We provide clinician-facing consent guidance aligned with Australian Privacy Principles, the Australian Mental Healthcare Act, and equivalent international frameworks where relevant.
Patients can request deletion of their data through their treating clinician or organisation. Deletion is propagated within 30 days.
Audio retention defaults to 24 hours; longer retention is the clinician's choice and follows their record-keeping obligations.
Patients are not direct customers of the platform. The clinician or organisation is the customer; the patient's relationship is with their clinician.
What we will not do.
Several things we will not do, by design.
We do not suggest diagnoses.
We do not propose specific clinical interventions for future sessions.

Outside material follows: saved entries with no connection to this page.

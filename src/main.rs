use std::sync::Arc;

use clap::{Args, Parser, Subcommand};
use ratewatch::{
    channels::sentry::init_sentry,
    config::AppConfig,
    engine::AlertOutcome,
    initialization::{InitializationService, Services},
    models::{AlertEvent, AlertPolicy, ChannelKind, Severity},
};
use tokio::io::{AsyncBufReadExt, BufReader};
use tracing_subscriber::{EnvFilter, FmtSubscriber};

#[derive(Parser)]
#[command(author, version, about, long_about = None)]
struct Cli {
    /// Directory holding app.yaml and policies.yaml.
    #[arg(long, global = true, default_value = "configs")]
    config_dir: String,

    #[command(subcommand)]
    command: Commands,
}

#[derive(Subcommand)]
enum Commands {
    /// Reads newline-delimited JSON alert events from stdin and sends each.
    Run,
    /// Sends a single alert event.
    Send(SendArgs),
    /// Prints the alert history of a group as JSON lines.
    History {
        /// The route group.
        #[arg(long)]
        group: String,
        /// Maximum number of entries.
        #[arg(long, default_value_t = 50)]
        limit: usize,
    },
    /// Administers the stored alert policies.
    #[command(subcommand)]
    Policies(PolicyCommands),
}

#[derive(Args)]
struct SendArgs {
    #[arg(long)]
    group: String,
    #[arg(long)]
    identifier: String,
    #[arg(long)]
    count: u64,
    #[arg(long)]
    path: Option<String>,
    #[arg(long)]
    method: Option<String>,
    #[arg(long)]
    severity: Option<Severity>,
}

#[derive(Subcommand)]
enum PolicyCommands {
    /// Lists every stored policy.
    List,
    /// Creates or replaces a policy.
    Upsert {
        #[arg(long)]
        group: String,
        #[arg(long, default_value = "medium")]
        severity: Severity,
        #[arg(long)]
        cooldown_ms: Option<u64>,
        /// Comma-separated channel names.
        #[arg(long, value_delimiter = ',')]
        channels: Vec<String>,
        #[arg(long)]
        disabled: bool,
    },
    /// Deletes a policy.
    Delete {
        #[arg(long)]
        group: String,
    },
}

#[tokio::main]
async fn main() -> Result<(), Box<dyn std::error::Error>> {
    // Initialize tracing subscriber
    let subscriber =
        FmtSubscriber::builder().with_env_filter(EnvFilter::from_default_env()).finish();
    tracing::subscriber::set_global_default(subscriber)?;

    let cli = Cli::parse();

    tracing::debug!(config_dir = %cli.config_dir, "Loading application configuration...");
    let config = AppConfig::new(Some(&cli.config_dir))?;
    let _sentry = config.channels.sentry.as_ref().map(init_sentry);

    let services = InitializationService::new(config).run().await?;

    match cli.command {
        Commands::Run => run(&services).await?,
        Commands::Send(args) => send(&services, args).await?,
        Commands::History { group, limit } => {
            for event in services.engine.get_alert_history(&group, limit).await {
                println!("{}", serde_json::to_string(&event)?);
            }
        }
        Commands::Policies(command) => policies(&services, command).await?,
    }

    services.policy_store.close().await;
    Ok(())
}

async fn run(services: &Services) -> Result<(), Box<dyn std::error::Error>> {
    tracing::info!("Reading alert events from stdin...");
    let mut lines = BufReader::new(tokio::io::stdin()).lines();
    let mut sent = 0usize;

    while let Some(line) = lines.next_line().await? {
        if line.trim().is_empty() {
            continue;
        }
        match serde_json::from_str::<AlertEvent>(&line) {
            Ok(event) => {
                services.engine.send_alert(event).await;
                sent += 1;
            }
            Err(e) => tracing::warn!(error = %e, "Skipping malformed alert event."),
        }
    }

    tracing::info!(sent, "Input closed.");
    Ok(())
}

async fn send(services: &Services, args: SendArgs) -> Result<(), Box<dyn std::error::Error>> {
    let mut event = AlertEvent::new(args.group, args.identifier, args.count);
    event.path = args.path;
    event.method = args.method;
    event.severity = args.severity;

    let outcome = services.engine.send_alert(event).await;
    services.engine.wait_for_background_tasks().await;

    match outcome {
        AlertOutcome::NoPolicy => println!("no policy"),
        AlertOutcome::Disabled => println!("policy disabled"),
        AlertOutcome::Suppressed { .. } => println!("suppressed (cooldown active)"),
        AlertOutcome::Dispatched(report) => {
            let delivered: Vec<_> = report.delivered.iter().map(ChannelKind::as_str).collect();
            println!("delivered: {}", delivered.join(","));
            for (kind, error) in &report.failed {
                println!("failed: {kind}: {error}");
            }
        }
    }
    Ok(())
}

async fn policies(
    services: &Services,
    command: PolicyCommands,
) -> Result<(), Box<dyn std::error::Error>> {
    let store = Arc::clone(&services.policy_store);
    match command {
        PolicyCommands::List => {
            for policy in store.list_policies().await? {
                println!("{}", serde_json::to_string(&policy)?);
            }
        }
        PolicyCommands::Upsert { group, severity, cooldown_ms, channels, disabled } => {
            let policy = AlertPolicy {
                enabled: !disabled,
                cooldown_ms,
                channels: channels.into_iter().map(ChannelKind::from).collect(),
                ..AlertPolicy::new(group, severity)
            };
            store.upsert_policy(&policy).await?;
            println!("{}", serde_json::to_string(&policy)?);
        }
        PolicyCommands::Delete { group } => {
            store.delete_policy(&group).await?;
            println!("deleted {group}");
        }
    }
    Ok(())
}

We do not generate clinical content the clinician did not actually say, observe, or clearly imply.
We do not auto-report safety concerns to any external party.
We do not sell, share, or use patient data for any purpose beyond operating the platform for the clinician.
We do not train AI models on patient data without explicit, named, opt-in consent.
What happens when the AI is uncertain.
AI gets things wrong. The right response when an AI is uncertain is not to produce a confident-sounding answer; it is to say so.
Where source audio is too noisy, too short, or too non-clinical to assess, the platform reports "this could not be assessed" rather than producing a guess.
Confidence bounds are surfaced where applicable. A low-confidence finding is labeled low-confidence.
Clinicians can audit the source content for any AI observation by clicking through to the timestamped moment in the audio.
We are working on published evaluation frameworks — including independent evaluation against Hewat et al.'s framework for simulation-based learning quality.
Healthcare-grade security, with a roadmap to certification.
Standard healthcare-grade security practices today, with formal certifications on a published roadmap.
Encryption at rest (AES-256) and in transit (TLS 1.3).
Australian-region data residency by default.
Role-based access controls within clinical organisations.
Audit logs for every read, write, edit, export, and deletion.
ISO 27001 implementation in progress; SOC 2 Type II and IRAP on the roadmap.
How to raise a clinical safety concern.
If you believe the platform produced a clinically unsafe output, please tell us. We treat clinical safety incidents with the same seriousness as a medical-device manufacturer would.
Reports are triaged on a documented severity scale with associated response-time targets.
All reports are reviewed by clinical and engineering leadership.
Patients can ask their treating clinician to raise a concern on their behalf. We respect the clinician–patient relationship and will not contact patients directly.